Lone Star targets $20bn for distressed real estate, bank assets

Last year the firm raised $10bn for two tandem real estate and distressed investment funds. This year it aims to double the dry powder with two similarly inclined vehicles.

Dallas-based private equity firm Lone Star Funds is raising two separate funds with a combined target of $20 billion, according to a source close to the situation.

The US firm is raising its second real estate fund targeting $10 billion for investment in distressed commercial assets, while a separate vehicle, Lone Star Fund VII, is raising the same amount to take advantage of distressed residential mortgages and defaulting corporate bonds and loans.

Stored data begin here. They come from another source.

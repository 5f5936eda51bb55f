use crate::model::{Archetype, RaceKind};

/// Dungeon theme derived from who delved it and why.
#[derive(Debug, Clone, Copy, PartialEq, Eq)]
pub enum Theme {
    Tower,
    Crypt,
    Lair,
    Mine,
    Vault,
    Fortress,
    Warren,
    Temple,
}

impl Theme {
    pub fn as_str(self) -> &'static str {
        match self {
            Theme::Tower => "tower",
            Theme::Crypt => "crypt",
            Theme::Lair => "lair",
            Theme::Mine => "mine",
            Theme::Vault => "vault",
            Theme::Fortress => "fortress",
            Theme::Warren => "warren",
            Theme::Temple => "temple",
        }
    }

    /// Theme for an organization's dungeon, keyed off its purpose text.
    pub fn for_purpose(purpose: &str) -> Theme {
        let purpose = purpose.to_ascii_lowercase();
        let has = |words: &[&str]| words.iter().any(|w| purpose.contains(w));
        if has(&["mining", "mithril", "ore", "delve"]) {
            Theme::Mine
        } else if has(&["vault", "treasure", "hoard"]) {
            Theme::Vault
        } else if has(&["fortress", "stronghold"]) {
            Theme::Fortress
        } else if has(&["crypt", "catacomb"]) {
            Theme::Crypt
        } else if has(&["tunnel", "burrow", "underworld", "dig"]) {
            Theme::Warren
        } else {
            Theme::Temple
        }
    }

    /// Theme for a standout mortal's dungeon. Tower builders get towers.
    pub fn for_mortal(archetype: Archetype, raised_tower: bool) -> Theme {
        if raised_tower {
            return Theme::Tower;
        }
        match archetype {
            Archetype::Necromancer | Archetype::Lich | Archetype::Vampire => Theme::Crypt,
            _ => Theme::Lair,
        }
    }
}

/// Name templates per theme. `{owner}` is the creator's name, `{place}` the
/// geography it lies under.
pub fn dungeon_templates(theme: Theme) -> &'static [&'static str] {
    match theme {
        Theme::Tower => &[
            "The Tower of {owner}",
            "{owner}'s Spire",
            "The Sunken Spire of {place}",
            "The Obsidian Tower of {owner}",
            "The Inverted Tower beneath {place}",
        ],
        Theme::Crypt => &[
            "The Crypt of {owner}",
            "{owner}'s Ossuary",
            "The Barrow beneath {place}",
            "The Catacombs of {owner}",
            "The Tomb-Halls of {place}",
        ],
        Theme::Lair => &[
            "The Lair of {owner}",
            "{owner}'s Den",
            "The Hollow under {place}",
            "The Pit of {owner}",
            "The Black Hole of {place}",
        ],
        Theme::Mine => &[
            "The Deep Mines of {owner}",
            "The Lost Delvings of {place}",
            "{owner}'s Shafts",
            "The Endless Seam beneath {place}",
        ],
        Theme::Vault => &[
            "The Vaults of {owner}",
            "The Sealed Treasury beneath {place}",
            "{owner}'s Hoard",
            "The Locked Deep of {place}",
        ],
        Theme::Fortress => &[
            "The Undercroft of {owner}",
            "The Fallen Bastion beneath {place}",
            "{owner}'s Deepkeep",
            "The Buried Citadel of {place}",
        ],
        Theme::Warren => &[
            "The Warrens of {owner}",
            "The Tunnels beneath {place}",
            "{owner}'s Burrows",
            "The Twisting Dark of {place}",
        ],
        Theme::Temple => &[
            "The Sunken Temple of {owner}",
            "The Hidden Sanctum beneath {place}",
            "{owner}'s Undercloister",
            "The Forgotten Shrine of {place}",
        ],
    }
}

pub const DUNGEON_DESCRIPTIONS: &[&str] = &[
    "Delved by {owner} beneath {place}, it descends {depth} levels into the dark.",
    "{owner} carved this {theme} under {place}; {depth} levels deep and rarely mapped.",
    "A {theme} of {depth} levels beneath {place}, the work of {owner}.",
];

/// Titles given to procedurally generated bosses.
pub const BOSS_TITLES: &[&str] = &[
    "the Devourer",
    "the Gatekeeper",
    "Warden of the Deep",
    "the Bonegrinder",
    "the Hollow King",
    "the Ravenous",
    "the Unseen",
    "the Jailer",
    "Mother of Spiders",
    "the Rot-Touched",
    "the Iron Maw",
    "the Pale Watcher",
];

/// Monstrous names for procedural bosses, flavored by the dungeon's race.
pub fn boss_names(race: Option<&RaceKind>) -> &'static [&'static str] {
    match race {
        Some(RaceKind::Orc | RaceKind::Goblin | RaceKind::Troll | RaceKind::Kobold) => &[
            "Gorlag", "Skullmaw", "Urgash", "Grishnak", "Bolgrim", "Snagrot", "Muzgash", "Krogg",
        ],
        Some(RaceKind::Dwarf | RaceKind::Gnome | RaceKind::Giant) => &[
            "Durnhelm",
            "Balrok",
            "Grimthane",
            "Hrothgar",
            "Stonewrath",
            "Kazgrund",
            "Ymthor",
            "Rustbeard",
        ],
        Some(RaceKind::Elf | RaceKind::Tiefling) => &[
            "Vaelith",
            "Morthiel",
            "Zyranne",
            "Ilvarzen",
            "Sythrae",
            "Nethraxis",
            "Calindra",
            "Xalvadris",
        ],
        Some(RaceKind::Lizardfolk | RaceKind::Merfolk | RaceKind::Dragonborn) => &[
            "Sszarak",
            "Tidefang",
            "Vharkul",
            "Ossithrax",
            "Maelgrith",
            "Korrazath",
            "Sythrak",
            "Drowned Olm",
        ],
        _ => &[
            "Morgath",
            "Vexmoor",
            "Ashkarn",
            "Dreadmere",
            "Kalthus",
            "Sorrowgrim",
            "Vornak",
            "Hollowmaw",
        ],
    }
}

Lone Star declined to comment.

Both funds will have a global outlook but will focus primarily on the United States where the purchase of toxic bank and real estate assets, by both the US government and private companies, is expected to increase as part of a rescue programme by the US Department of the Treasury.

If the fundraise is successful, Lone Star Real Estate Fund II will be the second largest real estate fund ever raised, after Blackstone Real Estate Partners’ VI which closed on $10.9 billion in April 2008.

Lone Star raised $10 billion for distress and real estate investments last year, closing Lone Star Real Estate I on $2.5 billion and Lone Star Fund VI on $7.5 billion in July. The funds were raised in order to run side-by-side making global “opportunistic” investments in distressed debt, distressed real estate and real estate entities, according to reports at the time. More than 80 percent of both funds have been invested to date.

Founded in 1995, Lone Star has more than $24 billion of capital under management.